For now I will leave aside discussion of the 6 and move on to the 3 which is my own position in the scale. It corresponds to the Individual of the trinity Transcendent (9), Cosmic (6), Individual Soul (3). These are the three components of the Divine Manifestation and the basis of all creation. They form the primary ingredients of Sri Aurobindo’s own teachings, a direct result of his discovery of the ‘cryptogram’, we must assume.

Cosmology comes into being at the third level because in the planetary harmony it is the third planet from the Sun, the Earth. Vedic cosmogony arises from a penetration within, into the deepest recesses of the human soul (3). And there lies the coveted knowledge of the third level.
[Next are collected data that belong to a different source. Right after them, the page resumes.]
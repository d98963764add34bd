//! Snapshot persistence for the cache engine

pub mod format;
mod snapshot;

pub use snapshot::SnapshotRecord;
pub(crate) use snapshot::Restored;

use crate::entry::CacheEntry;
use lru::LruCache;
use rampart_core::{codes, Error, Result};
use rampart_utils::atomic_file::{read_if_exists, write_atomic};
use serde::de::DeserializeOwned;
use serde::Serialize;
use std::path::{Path, PathBuf};
use std::time::SystemTime;

type EncodeFn<V> = fn(&LruCache<String, CacheEntry<V>>, SystemTime) -> Result<Vec<u8>>;

/// Where and how a persistent cache writes its snapshots
///
/// The encoder is captured when the cache is created so that engines over
/// non-serializable values carry no serde bounds.
pub(crate) struct Persistence<V> {
    path: PathBuf,
    encode: EncodeFn<V>,
}

impl<V> Persistence<V> {
    pub fn new(path: PathBuf) -> Self
    where
        V: Serialize,
    {
        Self {
            path,
            encode: snapshot::encode_entries::<V>,
        }
    }

    pub fn path(&self) -> &Path {
        &self.path
    }

    pub fn encode(
        &self,
        store: &LruCache<String, CacheEntry<V>>,
        now: SystemTime,
    ) -> Result<Vec<u8>> {
        (self.encode)(store, now).map_err(|e| self.write_failed("failed to encode snapshot", e))
    }

    pub fn write(&self, bytes: &[u8]) -> Result<()> {
        write_atomic(&self.path, bytes)
            .map_err(|e| self.write_failed("failed to write snapshot", e))
    }

    fn write_failed(&self, message: &str, cause: Error) -> Error {
        Error::cache(codes::CACHE_WRITE_FAILED, message)
            .with_context("path", self.path.display())
            .with_cause(cause)
    }
}

/// Read the snapshot at `path`; a missing file is an empty snapshot
pub(crate) fn load<V: DeserializeOwned>(
    path: &Path,
    now: SystemTime,
) -> Result<Vec<Restored<V>>> {
    let load_failed = |cause: Error| {
        Error::cache(codes::CACHE_LOAD_FAILED, "failed to load cache snapshot")
            .with_context("path", path.display())
            .with_cause(cause)
    };

    let Some(bytes) = read_if_exists(path).map_err(load_failed)? else {
        return Ok(Vec::new());
    };
    snapshot::decode_entries(&bytes, now).map_err(load_failed)
}

#[cfg(test)]
mod tests {
    use super::*;
    use std::time::Duration;
    use tempfile::TempDir;

    #[test]
    fn test_missing_file_is_empty() {
        let dir = TempDir::new().unwrap();
        let path = dir.path().join("absent.snap");
        let restored: Vec<Restored<u32>> = load(&path, SystemTime::now()).unwrap();
        assert!(restored.is_empty());
    }

    #[test]
    fn test_write_then_load() {
        let dir = TempDir::new().unwrap();
        let path = dir.path().join("cache.snap");
        let now = SystemTime::now();

        let mut store = LruCache::unbounded();
        store.put("a".to_string(), CacheEntry::new(1u32, now, None));
        store.put(
            "b".to_string(),
            CacheEntry::new(2u32, now, Some(Duration::from_secs(60))),
        );

        let persistence = Persistence::new(path.clone());
        let bytes = persistence.encode(&store, now).unwrap();
        persistence.write(&bytes).unwrap();

        let restored: Vec<Restored<u32>> = load(&path, now).unwrap();
        let pairs: Vec<_> = restored.iter().map(|r| (r.key.as_str(), r.value)).collect();
        assert_eq!(pairs, [("a", 1), ("b", 2)]);
    }

    #[test]
    fn test_corrupt_file_reports_path_and_cause() {
        let dir = TempDir::new().unwrap();
        let path = dir.path().join("cache.snap");
        std::fs::write(&path, b"definitely not a snapshot").unwrap();

        let error = load::<u32>(&path, SystemTime::now()).err().unwrap();
        assert_eq!(error.code(), codes::CACHE_LOAD_FAILED);
        assert!(error.context_value("path").is_some());
        assert!(error.cause().is_some());
    }

    #[test]
    fn test_write_under_a_file_fails() {
        let dir = TempDir::new().unwrap();
        let blocker = dir.path().join("blocker");
        std::fs::write(&blocker, b"a file, not a directory").unwrap();
        let persistence: Persistence<u32> = Persistence::new(blocker.join("cache.snap"));

        let error = persistence.write(b"bytes").unwrap_err();
        assert_eq!(error.code(), codes::CACHE_WRITE_FAILED);
    }
}
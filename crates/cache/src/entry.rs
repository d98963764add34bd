//! Cache entries as stored in the engine's index

use std::time::{Duration, SystemTime};

/// A stored value plus its bookkeeping timestamps
///
/// Entries never leave the engine; lookups hand out clones of `value`.
#[derive(Debug, Clone)]
pub(crate) struct CacheEntry<V> {
    pub value: V,
    pub inserted_at: SystemTime,
    pub expires_at: Option<SystemTime>,
    pub last_accessed_at: SystemTime,
}

impl<V> CacheEntry<V> {
    pub fn new(value: V, now: SystemTime, ttl: Option<Duration>) -> Self {
        Self {
            value,
            inserted_at: now,
            // A TTL too large to represent means the entry never expires
            expires_at: ttl.and_then(|ttl| now.checked_add(ttl)),
            last_accessed_at: now,
        }
    }

    pub fn is_expired(&self, now: SystemTime) -> bool {
        self.expires_at.is_some_and(|expires_at| now >= expires_at)
    }

    pub fn touch(&mut self, now: SystemTime) {
        self.last_accessed_at = now;
    }
}

#[cfg(test)]
mod tests {
    use super::*;

    #[test]
    fn test_expiry_boundary_is_inclusive() {
        let now = SystemTime::now();
        let entry = CacheEntry::new("v", now, Some(Duration::from_millis(100)));

        assert!(!entry.is_expired(now + Duration::from_millis(99)));
        assert!(entry.is_expired(now + Duration::from_millis(100)));
    }

    #[test]
    fn test_no_ttl_never_expires() {
        let now = SystemTime::now();
        let entry = CacheEntry::new(1u8, now, None);
        assert!(!entry.is_expired(now + Duration::from_secs(365 * 24 * 3600)));
    }

    #[test]
    fn test_huge_ttl_does_not_overflow() {
        let now = SystemTime::now();
        let entry = CacheEntry::new(1u8, now, Some(Duration::MAX));
        assert_eq!(entry.expires_at, None);
    }

    #[test]
    fn test_touch_updates_access_time_only() {
        let now = SystemTime::now();
        let mut entry = CacheEntry::new(1u8, now, None);
        let later = now + Duration::from_secs(1);
        entry.touch(later);
        assert_eq!(entry.last_accessed_at, later);
        assert_eq!(entry.inserted_at, now);
    }
}
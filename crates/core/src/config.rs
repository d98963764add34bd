//! Immutable configuration consumed by the cache engine and circuit breaker
//!
//! Loading configuration from files is left to the embedding application;
//! this module only defines the closed set of recognised fields, their
//! defaults, and the validation applied once at construction. Durations are
//! exchanged as integer milliseconds so that external sources can be
//! validated for negative values before they ever become a [`Duration`].

use crate::constants::*;
use crate::errors::{Error, Result};
use serde::{Deserialize, Serialize};
use std::time::Duration;

const DEFAULT_MAX_SIZE: usize = 1000;
const DEFAULT_FAILURE_THRESHOLD: u32 = 5;
const DEFAULT_MONITORING_PERIOD: Duration = Duration::from_secs(60);
const DEFAULT_RESET_TIMEOUT: Duration = Duration::from_secs(30);
const DEFAULT_HALF_OPEN_TRIALS: u32 = 1;
const DEFAULT_REQUEST_TIMEOUT: Duration = Duration::from_secs(10);

/// Settings shared by the cache engine, circuit breaker and call client
#[derive(Debug, Clone, PartialEq, Eq, Serialize, Deserialize)]
#[serde(try_from = "RawResilienceConfig", into = "RawResilienceConfig")]
pub struct ResilienceConfig {
    /// Maximum number of live cache entries
    pub max_size: usize,
    /// TTL applied to cache entries written without an explicit one
    pub ttl: Option<Duration>,
    /// Failures within `monitoring_period` that open the circuit
    pub failure_threshold: u32,
    /// Window over which breaker failures are counted
    pub monitoring_period: Duration,
    /// Time an open circuit waits before admitting a trial call
    pub reset_timeout: Duration,
    /// Trial calls admitted while half-open
    pub half_open_trials: u32,
    /// Deadline for a single attempt of a wrapped call
    pub request_timeout: Duration,
}

impl Default for ResilienceConfig {
    fn default() -> Self {
        Self {
            max_size: DEFAULT_MAX_SIZE,
            ttl: None,
            failure_threshold: DEFAULT_FAILURE_THRESHOLD,
            monitoring_period: DEFAULT_MONITORING_PERIOD,
            reset_timeout: DEFAULT_RESET_TIMEOUT,
            half_open_trials: DEFAULT_HALF_OPEN_TRIALS,
            request_timeout: DEFAULT_REQUEST_TIMEOUT,
        }
    }
}

impl ResilienceConfig {
    /// Check every field, returning the first violation found
    pub fn validate(&self) -> Result<()> {
        if self.max_size == 0 {
            return Err(Error::invalid_configuration(
                "max_size",
                "max_size must be greater than zero",
            ));
        }
        if self.ttl == Some(Duration::ZERO) {
            return Err(Error::invalid_ttl("ttl must be greater than zero when set"));
        }
        if self.failure_threshold == 0 {
            return Err(Error::invalid_configuration(
                "failure_threshold",
                "failure_threshold must be greater than zero",
            ));
        }
        if self.half_open_trials == 0 {
            return Err(Error::invalid_configuration(
                "half_open_trials",
                "half_open_trials must be greater than zero",
            ));
        }
        for (field, value) in [
            ("monitoring_period", self.monitoring_period),
            ("reset_timeout", self.reset_timeout),
            ("request_timeout", self.request_timeout),
        ] {
            if value.is_zero() {
                return Err(Error::invalid_configuration(
                    field,
                    format!("{field} must be greater than zero"),
                ));
            }
        }
        Ok(())
    }

    /// Parse and validate a JSON document using the `*_ms` field names
    pub fn from_json_str(json: &str) -> Result<Self> {
        let config: Self = serde_json::from_str(json).map_err(|e| {
            Error::invalid_configuration("<document>", format!("invalid configuration: {e}"))
        })?;
        Ok(config)
    }

    /// Start from the defaults and apply any `RAMPART_*` environment overrides
    pub fn from_env() -> Result<Self> {
        Self::from_lookup(|name| std::env::var(name).ok())
    }

    /// Same as [`Self::from_env`] but reading from an arbitrary lookup
    pub fn from_lookup<F>(lookup: F) -> Result<Self>
    where
        F: Fn(&str) -> Option<String>,
    {
        let mut raw = RawResilienceConfig::from(Self::default());

        if let Some(v) = lookup(RAMPART_MAX_SIZE_VAR) {
            raw.max_size = parse_var(RAMPART_MAX_SIZE_VAR, &v)?;
        }
        if let Some(v) = lookup(RAMPART_TTL_MS_VAR) {
            raw.ttl_ms = Some(parse_var(RAMPART_TTL_MS_VAR, &v)?);
        }
        if let Some(v) = lookup(RAMPART_FAILURE_THRESHOLD_VAR) {
            raw.failure_threshold = parse_var(RAMPART_FAILURE_THRESHOLD_VAR, &v)?;
        }
        if let Some(v) = lookup(RAMPART_MONITORING_PERIOD_MS_VAR) {
            raw.monitoring_period_ms = parse_var(RAMPART_MONITORING_PERIOD_MS_VAR, &v)?;
        }
        if let Some(v) = lookup(RAMPART_RESET_TIMEOUT_MS_VAR) {
            raw.reset_timeout_ms = parse_var(RAMPART_RESET_TIMEOUT_MS_VAR, &v)?;
        }
        if let Some(v) = lookup(RAMPART_HALF_OPEN_TRIALS_VAR) {
            raw.half_open_trials = parse_var(RAMPART_HALF_OPEN_TRIALS_VAR, &v)?;
        }
        if let Some(v) = lookup(RAMPART_REQUEST_TIMEOUT_MS_VAR) {
            raw.request_timeout_ms = parse_var(RAMPART_REQUEST_TIMEOUT_MS_VAR, &v)?;
        }

        let config = Self::try_from(raw)?;
        tracing::debug!(?config, "loaded resilience configuration");
        Ok(config)
    }
}

fn parse_var<T: std::str::FromStr>(name: &str, value: &str) -> Result<T> {
    value.trim().parse().map_err(|_| {
        Error::invalid_configuration(name, format!("cannot parse {name}={value:?}"))
    })
}

/// Wire form of [`ResilienceConfig`] with millisecond integer durations
#[derive(Debug, Clone, Serialize, Deserialize)]
#[serde(default, deny_unknown_fields)]
pub struct RawResilienceConfig {
    max_size: usize,
    ttl_ms: Option<i64>,
    failure_threshold: u32,
    monitoring_period_ms: i64,
    reset_timeout_ms: i64,
    half_open_trials: u32,
    request_timeout_ms: i64,
}

impl Default for RawResilienceConfig {
    fn default() -> Self {
        Self::from(ResilienceConfig::default())
    }
}

impl From<ResilienceConfig> for RawResilienceConfig {
    fn from(config: ResilienceConfig) -> Self {
        Self {
            max_size: config.max_size,
            ttl_ms: config.ttl.map(duration_to_ms),
            failure_threshold: config.failure_threshold,
            monitoring_period_ms: duration_to_ms(config.monitoring_period),
            reset_timeout_ms: duration_to_ms(config.reset_timeout),
            half_open_trials: config.half_open_trials,
            request_timeout_ms: duration_to_ms(config.request_timeout),
        }
    }
}

impl TryFrom<RawResilienceConfig> for ResilienceConfig {
    type Error = Error;

    fn try_from(raw: RawResilienceConfig) -> Result<Self> {
        let ttl = match raw.ttl_ms {
            Some(ms) if ms < 0 => {
                return Err(Error::invalid_ttl(format!("ttl_ms must not be negative, got {ms}"))
                    .with_context("field", "ttl_ms"));
            }
            Some(ms) => Some(Duration::from_millis(ms as u64)),
            None => None,
        };

        let config = Self {
            max_size: raw.max_size,
            ttl,
            failure_threshold: raw.failure_threshold,
            monitoring_period: ms_to_duration("monitoring_period_ms", raw.monitoring_period_ms)?,
            reset_timeout: ms_to_duration("reset_timeout_ms", raw.reset_timeout_ms)?,
            half_open_trials: raw.half_open_trials,
            request_timeout: ms_to_duration("request_timeout_ms", raw.request_timeout_ms)?,
        };
        config.validate()?;
        Ok(config)
    }
}

fn ms_to_duration(field: &str, ms: i64) -> Result<Duration> {
    if ms < 0 {
        return Err(Error::invalid_configuration(
            field,
            format!("{field} must not be negative, got {ms}"),
        ));
    }
    Ok(Duration::from_millis(ms as u64))
}

fn duration_to_ms(duration: Duration) -> i64 {
    i64::try_from(duration.as_millis()).unwrap_or(i64::MAX)
}

#[cfg(test)]
mod tests {
    use super::*;
    use crate::constants::codes;
    use std::collections::HashMap;

    #[test]
    fn test_defaults_are_valid() {
        let config = ResilienceConfig::default();
        assert!(config.validate().is_ok());
        assert_eq!(config.max_size, 1000);
        assert_eq!(config.ttl, None);
    }

    #[test]
    fn test_json_uses_millisecond_fields() {
        let config = ResilienceConfig::from_json_str(
            r#"{ "max_size": 2, "ttl_ms": 100, "failure_threshold": 3, "reset_timeout_ms": 250 }"#,
        )
        .unwrap();

        assert_eq!(config.max_size, 2);
        assert_eq!(config.ttl, Some(Duration::from_millis(100)));
        assert_eq!(config.failure_threshold, 3);
        assert_eq!(config.reset_timeout, Duration::from_millis(250));
        assert_eq!(config.monitoring_period, DEFAULT_MONITORING_PERIOD);
    }

    #[test]
    fn test_negative_ttl_is_rejected() {
        let error: Error = serde_json::from_str::<ResilienceConfig>(r#"{ "ttl_ms": -5 }"#)
            .map_err(|e| Error::validation(e.to_string()))
            .unwrap_err();
        assert!(error.message().contains("ttl_ms must not be negative"));

        let raw = RawResilienceConfig {
            ttl_ms: Some(-1),
            ..RawResilienceConfig::default()
        };
        let error = ResilienceConfig::try_from(raw).unwrap_err();
        assert_eq!(error.code(), codes::INVALID_TTL);
    }

    #[test]
    fn test_unknown_fields_are_rejected() {
        let error = ResilienceConfig::from_json_str(r#"{ "max_sise": 3 }"#).unwrap_err();
        assert_eq!(error.code(), codes::INVALID_CONFIGURATION);
    }

    #[test]
    fn test_zero_max_size_is_rejected() {
        let config = ResilienceConfig {
            max_size: 0,
            ..Default::default()
        };
        let error = config.validate().unwrap_err();
        assert_eq!(error.code(), codes::INVALID_CONFIGURATION);
        assert_eq!(error.context_value("field"), Some("max_size"));
    }

    #[test]
    fn test_lookup_overrides_defaults() {
        let vars: HashMap<&str, &str> = [
            (RAMPART_FAILURE_THRESHOLD_VAR, "3"),
            (RAMPART_REQUEST_TIMEOUT_MS_VAR, " 1500 "),
        ]
        .into_iter()
        .collect();

        let config =
            ResilienceConfig::from_lookup(|name| vars.get(name).map(|v| v.to_string())).unwrap();
        assert_eq!(config.failure_threshold, 3);
        assert_eq!(config.request_timeout, Duration::from_millis(1500));
        assert_eq!(config.max_size, DEFAULT_MAX_SIZE);
    }

    #[test]
    fn test_lookup_rejects_garbage() {
        let error = ResilienceConfig::from_lookup(|name| {
            (name == RAMPART_MAX_SIZE_VAR).then(|| "lots".to_string())
        })
        .unwrap_err();
        assert_eq!(error.context_value("field"), Some(RAMPART_MAX_SIZE_VAR));
    }

    #[test]
    fn test_round_trips_through_json() {
        let config = ResilienceConfig {
            ttl: Some(Duration::from_secs(5)),
            ..Default::default()
        };
        let json = serde_json::to_string(&config).unwrap();
        assert!(json.contains("\"ttl_ms\":5000"));
        assert_eq!(ResilienceConfig::from_json_str(&json).unwrap(), config);
    }
}
//! Configuration structs and implementations for retry and circuit breaker behavior.

use super::types::{RetryOn, TripOn};
use rampart_core::{Error, ResilienceConfig, Result};
use rand::Rng;
use std::time::Duration;

/// Default maximum number of retry attempts
const DEFAULT_MAX_RETRIES: usize = 3;

/// Default base delay for exponential backoff (100ms)
const DEFAULT_BASE_DELAY: Duration = Duration::from_millis(100);

/// Default maximum delay for exponential backoff (10s)
const DEFAULT_MAX_DELAY: Duration = Duration::from_secs(10);

/// Default jitter factor (0.1 = 10% randomization)
const DEFAULT_JITTER_FACTOR: f64 = 0.1;

/// Configuration for retry behavior
#[derive(Debug, Clone)]
pub struct RetryConfig {
    /// Maximum number of retry attempts after the first one
    pub max_retries: usize,
    /// Base delay for exponential backoff
    pub base_delay: Duration,
    /// Maximum delay between retries
    pub max_delay: Duration,
    /// Jitter factor for randomization (0.0 to 1.0)
    pub jitter_factor: f64,
    /// Which errors are retried
    pub retry_on: RetryOn,
}

impl Default for RetryConfig {
    fn default() -> Self {
        Self {
            max_retries: DEFAULT_MAX_RETRIES,
            base_delay: DEFAULT_BASE_DELAY,
            max_delay: DEFAULT_MAX_DELAY,
            jitter_factor: DEFAULT_JITTER_FACTOR,
            retry_on: RetryOn::Network,
        }
    }
}

impl RetryConfig {
    /// Create a retry config for network operations
    pub fn for_network() -> Self {
        Self {
            max_retries: 5,
            base_delay: Duration::from_millis(200),
            max_delay: Duration::from_secs(30),
            jitter_factor: 0.2,
            retry_on: RetryOn::Network,
        }
    }

    /// A config that never retries
    pub fn none() -> Self {
        Self {
            max_retries: 0,
            ..Self::default()
        }
    }

    /// Check if an error should be retried
    pub fn should_retry(&self, error: &Error) -> bool {
        self.retry_on.matches(error)
    }

    /// Calculate delay for a given attempt with exponential backoff and jitter
    pub fn calculate_delay(&self, attempt: usize) -> Duration {
        let factor = 2u32.saturating_pow(u32::try_from(attempt).unwrap_or(u32::MAX));
        let capped_delay = self.base_delay.saturating_mul(factor).min(self.max_delay);

        // Jitter keeps simultaneous retries from synchronising
        let jitter_factor = self.jitter_factor.clamp(0.0, 1.0);
        if jitter_factor > 0.0 {
            let jitter_range = capped_delay.as_secs_f64() * jitter_factor;
            let jitter = rand::thread_rng().gen_range(-jitter_range..=jitter_range);
            Duration::from_secs_f64((capped_delay.as_secs_f64() + jitter).max(0.0))
        } else {
            capped_delay
        }
    }
}

/// Configuration for circuit breaker behavior
#[derive(Debug, Clone)]
pub struct CircuitBreakerConfig {
    /// Number of failures within `monitoring_period` before opening the circuit
    pub failure_threshold: u32,
    /// Time window for counting failures
    pub monitoring_period: Duration,
    /// Duration to wait before admitting a half-open trial
    pub reset_timeout: Duration,
    /// Maximum number of trial calls in half-open state
    pub half_open_trials: u32,
    /// Which errors count as failures
    pub trip_on: TripOn,
}

impl Default for CircuitBreakerConfig {
    fn default() -> Self {
        Self::from(&ResilienceConfig::default())
    }
}

impl From<&ResilienceConfig> for CircuitBreakerConfig {
    fn from(config: &ResilienceConfig) -> Self {
        Self {
            failure_threshold: config.failure_threshold,
            monitoring_period: config.monitoring_period,
            reset_timeout: config.reset_timeout,
            half_open_trials: config.half_open_trials,
            trip_on: TripOn::All,
        }
    }
}

impl CircuitBreakerConfig {
    pub fn validate(&self) -> Result<()> {
        if self.failure_threshold == 0 {
            return Err(Error::invalid_configuration(
                "failure_threshold",
                "failure_threshold must be greater than zero",
            ));
        }
        if self.half_open_trials == 0 {
            return Err(Error::invalid_configuration(
                "half_open_trials",
                "half_open_trials must be greater than zero",
            ));
        }
        if self.monitoring_period.is_zero() {
            return Err(Error::invalid_configuration(
                "monitoring_period",
                "monitoring_period must be greater than zero",
            ));
        }
        Ok(())
    }
}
What is written in this secret Cave is the sacred Script that has been with us from time immemorial, in the symbols of the tropical zodiac with its twelve hieroglyphs and animal pictographs. And since it is the treasure within the Cave of one’s innermost being, it is there for all to discover anywhere on the globe, whatever be one’s cultural background. Because it is the ‘cryptogram’ lodged in each individual soul,  eminent psychologists such as Carl Jung have given pride of place to what Jung described as symbols brought up from the ‘collective unconsciousness’ which, he discovered through exchanges with his patients, was universal and cross-cultural in nature. This symbolism runs throughout the Veda.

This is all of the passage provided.